Google expands on its arguments in a company blog post where it explains the specifics of the complaint.
“For years Microsoft locked customers into Teams even when they preferred other vendors, particularly in productivity software. Now it is applying the same tactics to channel customers toward Azure,” write Amit Zavery, GM/VP of Google Cloud, and Tara Brady, President of Google Cloud EMEA. “Microsoft’s licensing terms prevent European customers from moving their existing Microsoft workloads to competing clouds — despite there being no technical barriers — or impose a dramatic 400 percent price increase.”
Google claims Microsoft is the only cloud provider using these tactics and that the practice has caused significant harm to European businesses and governments. Google estimates the conduct has cost European companies at least €1 billion per year and led to wider negative consequences such as wasted public funds, reduced competition, restrictions for distributors and channel partners, and increased organizational risk tied to what Google calls Microsoft’s “insufficient” security culture.
Google notes Microsoft did not always act this way. “Until 2019, customers could migrate to any cloud provider’s dedicated infrastructure. That created a problem for Microsoft: how to ensure customers chose Azure instead of a competitor,” the complaint states. “Microsoft’s response was to exploit customer dependence on products like Windows Server by imposing large penalty fees for using on-premises software with Azure rivals.”
Google also criticizes Microsoft’s marketing, saying Microsoft has promoted claims that competing offers are “up to five times more expensive than Azure for Windows Server and SQL Server.” Google argues those claims are misleading because Microsoft itself created the price differences by applying the penalties.
Microsoft provided a response via email but declined to address the specific allegations in detail, saying it expects the European Commission will not be persuaded. Microsoft stated that it has constructively resolved similar issues previously raised by European cloud providers, even after legal challenges brought by Google, and suggested Google will similarly fail to convince the Commission.
Industry analysts have differing takes. Dave McCarthy, research director for cloud and edge services at IDC, frames Google’s complaint as part of a broader shift in the cloud market. “Customers are re-evaluating how they build cloud-native applications and who they partner with,” he says, noting a slowdown in AWS and Azure growth while Google Cloud has accelerated. McCarthy adds that while Microsoft’s commercial terms may keep some customers on Azure in the short term, the long-term effect may push customers to remove Microsoft-dependent technologies from their stacks to maintain greater choice.
Tracy Woo, principal analyst for cloud services at Forrester, offers a more critical view of Google’s complaint. She characterizes Google’s filing as largely self-interested and says Google is upset that Microsoft is not cooperating with it—despite Microsoft working more closely with AWS. “Google has a reputation for being difficult to work with,” Woo notes, adding that Google is often less transparent about roadmaps and data than other vendors.

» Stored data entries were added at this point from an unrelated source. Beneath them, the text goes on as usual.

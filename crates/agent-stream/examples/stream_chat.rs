use agent_stream::init_observability;
use agent_stream::prelude::*;

#[tokio::main(flavor = "current_thread")]
async fn main() -> Result<(), ClientError> {
    init_observability();

    let mut args = std::env::args().skip(1);
    let agent = args.next().unwrap_or_else(|| "assistant".to_string());
    let message = args.collect::<Vec<_>>().join(" ");
    let message = if message.is_empty() {
        "Say hello.".to_string()
    } else {
        message
    };

    let client = AgentClient::from_env()?;
    let mut stream = client
        .run(RunTarget::agent(agent))
        .message(message)
        .start_stream()
        .await?;

    while let Some(event) = stream.next_event().await {
        match event {
            StreamEvent::Message(message) => print!("{}", message.content),
            StreamEvent::Completed { .. } => println!(),
            StreamEvent::Failed { error } => eprintln!("run error: {error}"),
        }
    }

    let stats = stream.finish().await?;
    println!(
        "{}ms, {} tool calls, {} memory updates",
        stats.total_duration_ms.unwrap_or_default(),
        stats.tool_calls,
        stats.memory_updates
    );
    Ok(())
}
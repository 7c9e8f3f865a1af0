use crate::errors::StreamFailure;
use crate::message::DisplayMessage;
use crate::stats::RunStats;

/// Ordered events delivered for one session.
///
/// A session yields any number of `Message` events and then either a message with
/// `done = true` followed by `Completed`, or a single `Failed`. A cancelled session stops
/// without a terminal event.
#[derive(Clone, Debug, PartialEq)]
pub enum StreamEvent {
    /// One display message, in reconstruction order.
    Message(DisplayMessage),
    /// Final statistics, sent right after the terminal message.
    Completed { stats: RunStats },
    /// Terminal failure. No terminal message is sent for this session.
    Failed { error: StreamFailure },
}

impl StreamEvent {
    /// Returns `true` for the event that closes a session.
    pub fn is_terminal(&self) -> bool {
        matches!(self, Self::Completed { .. } | Self::Failed { .. })
    }
}
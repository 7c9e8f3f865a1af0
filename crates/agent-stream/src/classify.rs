//! Turns decoded events into display messages.

use crate::event::{
    ContentDelta, EventCatalog, EventPayload, MemoryPayload, ParsedEvent, Phase, RagPayload,
    RunIdentity, RunScope, ToolCall,
};
use crate::message::DisplayMessage;

/// Banner prefixes and phrases used for status events.
#[derive(Clone, Debug, PartialEq, Eq)]
pub struct MessageFormat {
    pub agent_started: String,
    pub team_started: String,
    pub tool_started: String,
    pub tool_completed: String,
    pub memory: String,
    pub reasoning_started: String,
    pub reasoning_completed: String,
    pub knowledge_searching: String,
    pub knowledge_found: String,
    /// Shown when the transport drops after partial output.
    pub interrupted_notice: String,
    /// Used when a banner needs a name the event did not carry.
    pub unknown_name: String,
}

impl Default for MessageFormat {
    fn default() -> Self {
        Self {
            agent_started: "🤖 Agent".into(),
            team_started: "👥 Team".into(),
            tool_started: "🔧 Running tool:".into(),
            tool_completed: "✅ Tool".into(),
            memory: "🧠".into(),
            reasoning_started: "💭 Reasoning...".into(),
            reasoning_completed: "💭 Reasoning complete".into(),
            knowledge_searching: "🔎".into(),
            knowledge_found: "📚".into(),
            interrupted_notice: "⚠️ Response interrupted, output may be incomplete".into(),
            unknown_name: "unknown".into(),
        }
    }
}

/// Tables consumed by the decoder and the classifier.
#[derive(Clone, Debug)]
pub struct ClassifierConfig {
    pub catalog: EventCatalog,
    pub format: MessageFormat,
    /// Maximum number of characters of a tool result shown in its banner.
    pub result_preview_chars: usize,
}

impl Default for ClassifierConfig {
    fn default() -> Self {
        Self {
            catalog: EventCatalog::default(),
            format: MessageFormat::default(),
            result_preview_chars: 500,
        }
    }
}

/// Maps a [`ParsedEvent`] to at most one [`DisplayMessage`].
///
/// The returned message carries no session id; the caller stamps it.
#[derive(Clone, Debug)]
pub struct EventClassifier {
    format: MessageFormat,
    result_preview_chars: usize,
}

impl Default for EventClassifier {
    fn default() -> Self {
        Self::new(MessageFormat::default(), 500)
    }
}

impl EventClassifier {
    pub fn new(format: MessageFormat, result_preview_chars: usize) -> Self {
        Self {
            format,
            result_preview_chars,
        }
    }

    /// Returns the message for `event`, or `None` when the event is not displayed.
    pub fn classify(&self, event: &ParsedEvent) -> Option<DisplayMessage> {
        let message = match &event.payload {
            EventPayload::Content(delta) => self.content(delta)?,
            EventPayload::RunStarted { scope, run } => self.run_started(*scope, run),
            EventPayload::ToolCallStarted(tool) => self.tool_started(tool),
            EventPayload::ToolCallCompleted(tool) => self.tool_completed(tool),
            EventPayload::MemoryUpdate { phase, memory } => self.memory(*phase, memory),
            EventPayload::Reasoning { phase } => DisplayMessage::text(banner(match phase {
                Phase::Started => &self.format.reasoning_started,
                Phase::Completed => &self.format.reasoning_completed,
            })),
            EventPayload::KnowledgeQuery { phase, rag } => self.knowledge(*phase, rag),
            EventPayload::RunCompleted => DisplayMessage::terminal(),
            EventPayload::Unknown(_) => return None,
        };
        Some(match &event.event {
            Some(name) => message.with_metadata("event", name.as_str()),
            None => message,
        })
    }

    /// Terminal message closing a session whose transport failed after partial output.
    pub fn interrupted(&self, reason: &str) -> DisplayMessage {
        let mut message = DisplayMessage::terminal().with_metadata("interrupted", true);
        message.content = banner(&format!("{} ({reason})", self.format.interrupted_notice));
        message
    }

    fn content(&self, delta: &ContentDelta) -> Option<DisplayMessage> {
        if let Some(thinking) = &delta.thinking {
            return Some(DisplayMessage::text(thinking.as_str()).with_metadata("thinking", true));
        }
        let content = delta.content.as_deref()?;
        let message = DisplayMessage::text(content);
        Some(match &delta.content_type {
            Some(content_type) => message.with_metadata("content_type", content_type.as_str()),
            None => message,
        })
    }

    fn run_started(&self, scope: RunScope, run: &RunIdentity) -> DisplayMessage {
        let (prefix, name) = match scope {
            RunScope::Team => (&self.format.team_started, run.team_name.as_deref()),
            RunScope::Agent => (&self.format.agent_started, run.agent_name.as_deref()),
        };
        let name = name.unwrap_or(&self.format.unknown_name);
        DisplayMessage::text(banner(&format!("{prefix} {name} started")))
    }

    fn tool_started(&self, tool: &ToolCall) -> DisplayMessage {
        let mut text = format!("{} {}", self.format.tool_started, self.tool_name(tool));
        if let Some(args) = &tool.args {
            text.push_str(&format!("\n   args: {args}"));
        }
        DisplayMessage::text(banner(&text)).with_metadata("tool_name", self.tool_name(tool))
    }

    fn tool_completed(&self, tool: &ToolCall) -> DisplayMessage {
        let name = self.tool_name(tool);
        let mut text = format!("{} {name} completed", self.format.tool_completed);
        let duration_ms = tool.duration_ms();
        if let Some(ms) = duration_ms {
            text.push_str(&format!(" in {ms}ms"));
        }
        if let Some(result) = &tool.result {
            text.push_str("\n   result: ");
            text.push_str(&truncate_chars(result, self.result_preview_chars));
        }
        let message = DisplayMessage::text(banner(&text)).with_metadata("tool_name", name);
        match duration_ms {
            Some(ms) => message.with_metadata("duration_ms", ms),
            None => message,
        }
    }

    fn memory(&self, phase: Phase, memory: &MemoryPayload) -> DisplayMessage {
        let verb = match phase {
            Phase::Started => "Updating",
            Phase::Completed => "Updated",
        };
        let mut text = format!("{} {verb} memory", self.format.memory);
        if let Some(memory_type) = &memory.memory_type {
            text.push_str(&format!(" ({memory_type})"));
        }
        if let Some(content) = &memory.content {
            text.push_str(&format!(": {content}"));
        }
        DisplayMessage::text(banner(&text))
    }

    fn knowledge(&self, phase: Phase, rag: &RagPayload) -> DisplayMessage {
        let text = match phase {
            Phase::Started => {
                format!("{} Searching knowledge base", self.format.knowledge_searching)
            }
            Phase::Completed => match rag.result_count {
                Some(count) => format!("{} Found {count} results", self.format.knowledge_found),
                None => format!("{} Found results", self.format.knowledge_found),
            },
        };
        let text = match &rag.query {
            Some(query) => format!("{text} for: {query}"),
            None => text,
        };
        DisplayMessage::text(banner(&text))
    }

    fn tool_name<'a>(&'a self, tool: &'a ToolCall) -> &'a str {
        tool.name.as_deref().unwrap_or(&self.format.unknown_name)
    }
}

/// Status banners sit on their own line between streamed content.
fn banner(text: &str) -> String {
    format!("\n{text}\n")
}

fn truncate_chars(text: &str, max: usize) -> String {
    match text.char_indices().nth(max) {
        Some((idx, _)) => format!("{}...", &text[..idx]),
        None => text.to_string(),
    }
}
/// Names and ids attached to a run-start event.
#[derive(Clone, Debug, Default, PartialEq)]
pub struct RunIdentity {
    pub agent_id: Option<String>,
    pub agent_name: Option<String>,
    pub team_id: Option<String>,
    pub team_name: Option<String>,
}

/// Tool invocation details with alias fields already resolved.
#[derive(Clone, Debug, Default, PartialEq)]
pub struct ToolCall {
    pub name: Option<String>,
    pub args: Option<Value>,
    pub result: Option<String>,
    /// `tool.metrics.time`, in seconds.
    pub duration_secs: Option<f64>,
}

impl ToolCall {
    /// Tool name, or `"unknown"` when the event carried none.
    pub fn display_name(&self) -> &str {
        self.name.as_deref().unwrap_or("unknown")
    }

    /// Duration in whole milliseconds, when the event reported one.
    pub fn duration_ms(&self) -> Option<u64> {
        self.duration_secs
            .filter(|secs| secs.is_finite() && *secs >= 0.0)
            .map(|secs| (secs * 1000.0).round() as u64)
    }
}

/// Memory update details.
#[derive(Clone, Debug, Default, PartialEq)]
pub struct MemoryPayload {
    pub memory_type: Option<String>,
    pub content: Option<String>,
}

/// Knowledge-base query details.
#[derive(Clone, Debug, Default, PartialEq)]
pub struct RagPayload {
    pub query: Option<String>,
    pub result_count: Option<usize>,
}

/// Closed set of payload shapes, plus a passthrough for everything else.
#[derive(Clone, Debug, PartialEq)]
pub enum EventPayload {
    Content(ContentDelta),
    RunStarted { scope: RunScope, run: RunIdentity },
    ToolCallStarted(ToolCall),
    ToolCallCompleted(ToolCall),
    MemoryUpdate { phase: Phase, memory: MemoryPayload },
    Reasoning { phase: Phase },
    KnowledgeQuery { phase: Phase, rag: RagPayload },
    RunCompleted,
    /// No discriminator, or one the catalog does not know. Carries the raw object.
    Unknown(Map<String, Value>),
}
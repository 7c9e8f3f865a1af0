use std::time::Duration;

use crate::errors::ClientError;
use crate::frame::DEFAULT_MAX_PARTIAL_BYTES;

const DEFAULT_BASE_URL: &str = "http://localhost:7777";

/// Connection settings for the HTTP event source.
#[derive(Clone, Debug)]
pub struct ClientConfig {
    /// Base URL of the agent backend.
    pub base_url: String,
    /// Optional bearer token.
    pub api_key: Option<String>,
    /// Deadline for a whole streamed run, body included.
    pub timeout: Duration,
    /// Deadline for establishing the connection.
    pub connect_timeout: Duration,
}

impl Default for ClientConfig {
    fn default() -> Self {
        Self {
            base_url: DEFAULT_BASE_URL.to_string(),
            api_key: None,
            timeout: Duration::from_secs(300),
            connect_timeout: Duration::from_secs(10),
        }
    }
}

impl ClientConfig {
    /// Creates a config with defaults for everything but the base URL.
    pub fn new(base_url: impl Into<String>) -> Self {
        Self {
            base_url: base_url.into(),
            ..Self::default()
        }
    }

    /// Builds a config from the environment.
    ///
    /// - `AGENT_STREAM_BASE_URL` (default `http://localhost:7777`)
    /// - `AGENT_STREAM_API_KEY` (optional)
    /// - `AGENT_STREAM_TIMEOUT_SECS` (default 300)
    /// - `AGENT_STREAM_CONNECT_TIMEOUT_SECS` (default 10)
    pub fn from_env() -> Result<Self, ClientError> {
        Self::from_lookup(|key| std::env::var(key).ok())
    }

    pub(crate) fn from_lookup(
        lookup: impl Fn(&str) -> Option<String>,
    ) -> Result<Self, ClientError> {
        let mut config = Self::default();
        if let Some(base_url) = lookup("AGENT_STREAM_BASE_URL").filter(|v| !v.trim().is_empty()) {
            config.base_url = base_url.trim().to_string();
        }
        config.api_key = lookup("AGENT_STREAM_API_KEY").filter(|v| !v.trim().is_empty());
        if let Some(secs) = parse_secs(&lookup, "AGENT_STREAM_TIMEOUT_SECS")? {
            config.timeout = secs;
        }
        if let Some(secs) = parse_secs(&lookup, "AGENT_STREAM_CONNECT_TIMEOUT_SECS")? {
            config.connect_timeout = secs;
        }
        Ok(config)
    }

    /// Overrides the base URL.
    pub fn base_url(mut self, base_url: impl Into<String>) -> Self {
        self.base_url = base_url.into();
        self
    }

    /// Sets the bearer token.
    pub fn api_key(mut self, api_key: impl Into<String>) -> Self {
        self.api_key = Some(api_key.into());
        self
    }

    /// Overrides the run timeout.
    pub fn timeout(mut self, timeout: Duration) -> Self {
        self.timeout = timeout;
        self
    }

    /// Overrides the connect timeout.
    pub fn connect_timeout(mut self, timeout: Duration) -> Self {
        self.connect_timeout = timeout;
        self
    }
}

fn parse_secs(
    lookup: &impl Fn(&str) -> Option<String>,
    key: &str,
) -> Result<Option<Duration>, ClientError> {
    let Some(raw) = lookup(key) else {
        return Ok(None);
    };
    let secs: u64 = raw.trim().parse().map_err(|_| {
        ClientError::Config(format!(
            "{key} must be a whole number of seconds, got {raw:?}"
        ))
    })?;
    if secs == 0 {
        return Err(ClientError::Config(format!("{key} must be greater than 0")));
    }
    Ok(Some(Duration::from_secs(secs)))
}

/// Per-session runtime options.
#[derive(Clone, Debug, serde::Serialize, serde::Deserialize)]
pub struct RunOptions {
    /// Bounded event buffer size between the session task and the consumer.
    pub stream_buffer_capacity: usize,
    /// Largest unterminated event, in bytes, kept while waiting for its closing brace.
    pub max_partial_bytes: usize,
}

impl Default for RunOptions {
    fn default() -> Self {
        Self {
            stream_buffer_capacity: 128,
            max_partial_bytes: DEFAULT_MAX_PARTIAL_BYTES,
        }
    }
}
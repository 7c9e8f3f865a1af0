use futures::StreamExt as _;
use tracing::debug;

use crate::config::ClientConfig;
use crate::errors::{ClientError, TransportError};
use crate::source::{AgentRequest, ByteStream, EventSource, RunTarget};

/// Streams runs from an agent backend over HTTP.
///
/// Each run is a multipart `POST` to `/agents/{id}/runs` or `/teams/{id}/runs` with
/// streaming enabled; the response body is handed back untouched.
pub struct HttpEventSource {
    client: reqwest::Client,
    config: ClientConfig,
}

impl HttpEventSource {
    /// Creates a source from explicit configuration.
    pub fn new(config: ClientConfig) -> Result<Self, ClientError> {
        if config.base_url.trim().is_empty() {
            return Err(ClientError::Config("base_url must not be empty".into()));
        }
        let client = reqwest::Client::builder()
            .timeout(config.timeout)
            .connect_timeout(config.connect_timeout)
            .build()
            .map_err(|e| ClientError::Config(format!("failed to build HTTP client: {e}")))?;
        Ok(Self { client, config })
    }

    /// Creates a source from `AGENT_STREAM_*` environment variables.
    pub fn from_env() -> Result<Self, ClientError> {
        Self::new(ClientConfig::from_env()?)
    }
}

#[async_trait::async_trait]
impl EventSource for HttpEventSource {
    async fn open(&self, request: &AgentRequest) -> Result<ByteStream, TransportError> {
        let url = run_url(&self.config.base_url, &request.target);
        debug!(run_id = %request.run_id, target = %request.target, %url, "opening run stream");

        let mut form = reqwest::multipart::Form::new();
        for (name, value) in form_fields(request) {
            form = form.text(name, value);
        }
        let mut http_req = self.client.post(&url).multipart(form);
        if let Some(api_key) = &self.config.api_key {
            http_req = http_req.bearer_auth(api_key);
        }

        let response = http_req.send().await.map_err(transport_error)?;
        let status = response.status();
        if !status.is_success() {
            let body = response
                .text()
                .await
                .unwrap_or_else(|_| "<unreadable body>".to_string());
            return Err(TransportError::status(
                status.as_u16(),
                format!("run request to {url} failed with status {status}: {body}"),
            ));
        }

        Ok(Box::pin(
            response
                .bytes_stream()
                .map(|chunk| chunk.map_err(transport_error)),
        ))
    }
}

pub(crate) fn run_url(base_url: &str, target: &RunTarget) -> String {
    let base = base_url.trim_end_matches('/');
    match target {
        RunTarget::Agent(id) => format!("{base}/agents/{id}/runs"),
        RunTarget::Team(id) => format!("{base}/teams/{id}/runs"),
    }
}

pub(crate) fn form_fields(request: &AgentRequest) -> Vec<(&'static str, String)> {
    let mut fields = vec![
        ("message", request.message.clone()),
        ("stream", "true".to_string()),
        ("monitor", request.monitor.to_string()),
    ];
    let optional = [
        ("session_id", &request.session_id),
        ("user_id", &request.user_id),
        ("user_name", &request.user_name),
        ("phone_number", &request.phone_number),
        ("cpf", &request.cpf),
    ];
    for (name, value) in optional {
        if let Some(value) = value.as_ref().filter(|v| !v.trim().is_empty()) {
            fields.push((name, value.clone()));
        }
    }
    fields
}

fn transport_error(err: reqwest::Error) -> TransportError {
    if err.is_timeout() {
        TransportError::timeout(err.to_string())
    } else if err.is_body() || err.is_decode() {
        TransportError::aborted(err.to_string())
    } else {
        TransportError::other(err.to_string())
    }
}

#[cfg(test)]
mod tests {
    use super::*;

    fn request() -> AgentRequest {
        AgentRequest {
            run_id: uuid::Uuid::new_v4(),
            target: RunTarget::agent("support"),
            message: "hello".into(),
            monitor: true,
            session_id: Some("s1".into()),
            user_id: None,
            user_name: Some("Ana".into()),
            phone_number: Some("  ".into()),
            cpf: None,
        }
    }

    #[test]
    fn run_url_targets_agents_and_teams() {
        assert_eq!(
            run_url("http://localhost:7777/", &RunTarget::agent("a1")),
            "http://localhost:7777/agents/a1/runs"
        );
        assert_eq!(
            run_url("https://x.example", &RunTarget::team("t1")),
            "https://x.example/teams/t1/runs"
        );
    }

    #[test]
    fn form_always_requests_streaming_and_skips_blank_optionals() {
        let fields = form_fields(&request());
        assert_eq!(
            fields,
            vec![
                ("message", "hello".to_string()),
                ("stream", "true".to_string()),
                ("monitor", "true".to_string()),
                ("session_id", "s1".to_string()),
                ("user_name", "Ana".to_string()),
            ]
        );
    }

    #[test]
    fn empty_base_url_is_rejected() {
        let err = HttpEventSource::new(ClientConfig::new(" ")).err().expect("invalid");
        assert!(matches!(err, ClientError::Config(_)));
    }
}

The dispute highlights growing tensions among major cloud providers as customers reassess cloud strategies and vendors seek competitive advantage through licensing and commercial terms. Regulators in Europe will now evaluate Google’s claims and determine whether Microsoft’s licensing practices cross the line into anticompetitive behavior that harms customers and the market.
This article summarizes Google’s complaint and the initial responses from Microsoft and industry analysts without adding new factual claims beyond those reported by the parties involved.